According to the COVID-19 Adult Resilience Experiences Study, another survey in the new report, 1 in 4 young Asian and Asian American adults reported having been diagnosed with post-traumatic stress disorder, or PTSD, during the pandemic. It also found that even after accounting for pre-existing mental health diagnoses, those who experienced Covid-19-related discrimination were three times as likely to report symptoms of PTSD than those who didn’t report discrimination.

“When we think about PTSD, we often have to think about a life-threatening event, something very dramatic,” Ng said. “With racialized trauma … it’s related to microaggressions. We’re really thinking about what’s called death by 1,000 cuts. It’s much more insidious. It gets under your skin. And it really starts to affect how you think, feel, as well as behave.”

But getting help isn’t always accepted, Ng said. Asian Americans have long met major barriers to seeking assistance, and they remain among the groups least likely to use mental health services. Research shows that they are about a third as likely as whites to seek mental health help. And even though Asian Americans report fewer mental health conditions than their white counterparts, they are more likely to consider and attempt suicide.

Ng said cultural factors are still barriers to treatment. The concept of losing face and the fear of bringing shame to the family or the community weigh heavily on many Asian Americans who are dealing with mental health issues, he said. Internalized racism in many immigrant communities is also an obstacle to a victim’s getting help.

“There’s such an acceptance that ‘we’re going to be treated this way anyway, so get over it — instead of being bitter, be better,'” Ng said. “It’s always a concept of ‘we’ve already accepted that this is our fate, that we don’t have it any better. We are not equals.'”

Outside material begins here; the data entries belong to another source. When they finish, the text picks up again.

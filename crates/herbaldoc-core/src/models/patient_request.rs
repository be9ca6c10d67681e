use serde::{Deserialize, Serialize};

use crate::utils::format_date;

/// A patient's consultation request, as sent by the server.
#[derive(Debug, Clone, Default, PartialEq, Eq, Serialize, Deserialize)]
pub struct PatientRequest {
    #[serde(rename = "_id")]
    pub id: Option<String>,
    #[serde(rename = "appointmentId")]
    pub appointment_id: Option<String>,
    #[serde(rename = "doctorName")]
    pub doctor_name: Option<String>,
    #[serde(rename = "doctorPhoneNumber")]
    pub doctor_phone_number: Option<String>,
    #[serde(rename = "patientName")]
    pub patient_name: Option<String>,
    #[serde(rename = "patientPhoneNumber")]
    pub patient_phone_number: Option<String>,
    pub status: Option<String>,
    #[serde(rename = "reqTime")]
    pub req_time: Option<String>,
    #[serde(rename = "acceptTime")]
    pub accept_time: Option<String>,
}

/// Envelope of `GET doctor/patient-requests`
#[derive(Debug, Clone, Default, Deserialize)]
pub struct PatientRequestsResponse {
    #[serde(default)]
    pub data: Option<Vec<PatientRequest>>,
    pub message: Option<String>,
}

#[derive(Debug, Clone, Copy, PartialEq, Eq)]
pub enum RequestStatus {
    Pending,
    Accepted,
    Rejected,
    Other,
}

impl RequestStatus {
    pub fn parse(status: Option<&str>) -> Self {
        match status.map(str::to_lowercase).as_deref() {
            Some("pending") => RequestStatus::Pending,
            Some("accepted") => RequestStatus::Accepted,
            Some("rejected") => RequestStatus::Rejected,
            _ => RequestStatus::Other,
        }
    }

    pub fn priority(self) -> Priority {
        match self {
            RequestStatus::Pending => Priority::High,
            RequestStatus::Accepted => Priority::Medium,
            RequestStatus::Rejected | RequestStatus::Other => Priority::Low,
        }
    }
}

#[derive(Debug, Clone, Copy, PartialEq, Eq, PartialOrd, Ord)]
pub enum Priority {
    Low,
    Medium,
    High,
}

impl std::fmt::Display for Priority {
    fn fmt(&self, f: &mut std::fmt::Formatter<'_>) -> std::fmt::Result {
        match self {
            Priority::High => write!(f, "HIGH"),
            Priority::Medium => write!(f, "MEDIUM"),
            Priority::Low => write!(f, "LOW"),
        }
    }
}

impl PatientRequest {
    pub fn request_status(&self) -> RequestStatus {
        RequestStatus::parse(self.status.as_deref())
    }

    pub fn priority(&self) -> Priority {
        self.request_status().priority()
    }

    pub fn requested_at_display(&self) -> String {
        self.req_time.as_deref().map(format_date).unwrap_or_default()
    }
}

#[cfg(test)]
mod tests {
    use super::*;

    #[test]
    fn test_parse_requests_response() {
        let json = r#"{"data": [{"_id": "6650","appointmentId": "APT-1001","doctorName": "Dr. Prieyan","doctorPhoneNumber": "9876543210","patientName": "Meena","patientPhoneNumber": "9123456780","status": "Pending","reqTime": "2025-06-02T09:30:00Z"}]}"#;

        let resp: PatientRequestsResponse =
            serde_json::from_str(json).expect("Failed to parse patient requests test JSON");
        let requests = resp.data.unwrap_or_default();
        assert_eq!(requests.len(), 1);

        let r = &requests[0];
        assert_eq!(r.id.as_deref(), Some("6650"));
        assert_eq!(r.patient_name.as_deref(), Some("Meena"));
        assert_eq!(r.accept_time, None);
        assert_eq!(r.request_status(), RequestStatus::Pending);
        assert_eq!(r.priority(), Priority::High);
        assert_eq!(r.requested_at_display(), "Jun 02, 2025");
    }

    #[test]
    fn test_missing_data_field() {
        let resp: PatientRequestsResponse = serde_json::from_str(r#"{"message": "ok"}"#).unwrap();
        assert!(resp.data.is_none());
    }

    #[test]
    fn test_status_priority() {
        assert_eq!(RequestStatus::parse(Some("ACCEPTED")).priority(), Priority::Medium);
        assert_eq!(RequestStatus::parse(Some("rejected")).priority(), Priority::Low);
        assert_eq!(RequestStatus::parse(Some("on-hold")), RequestStatus::Other);
        assert_eq!(RequestStatus::parse(None).priority(), Priority::Low);
        assert_eq!(Priority::High.to_string(), "HIGH");
    }
}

The way Asian cultures across the diaspora prioritize the collective family and community over the individual also seeps into how they view mental health. To seek help is often interpreted as “really drawing attention to yourself,” he said.

“It goes against that idea of individualism versus collectivism and whether or not we are here for ourselves” or “are we here representing our families and our community,” Ng said. “There’s also the cultural issues related to interdependence, where you rely on your family or your close-knit people instead of reaching out outside of your network, because of that sense of idea of interdependence.”

However, treatment is too frequently seen through a Western lens, Ng said. It becomes difficult for many Asian Americans to find therapists who will understand some of the cultural sensitivities they may have. Even if health care professionals are of Asian descent, they might not be well-equipped to deal with some of the racial issues a patient is experiencing.

“If that person isn’t aware of their own baggage with regards to their own internalized racism or their own limitations for a social lens, or maybe they grew up in the U.S. and never even thought of themselves as different … that can really limit someone’s experience” of therapy, Ng said. “Just because it’s an identity doesn’t mean there’s an awareness.”

Ng said the way some health care professionals conduct their treatment can disregard how integral family structures are to Asian Americans.

“When you’re providing treatment to someone, depending on their API experience, you want to talk about themselves in the context of their family, their relationships. And that’s often not necessarily seen as a positive in a Western psychoanalytic perspective,” he said.

The medical field has yet to properly develop treatment options to best serve the Asian American community, Ng said, which means it’s sometimes ineffective in its approach to mental health.

“We overemphasize words and talking versus actions and behaviors, which is one thing that is very culturally determined,” he said.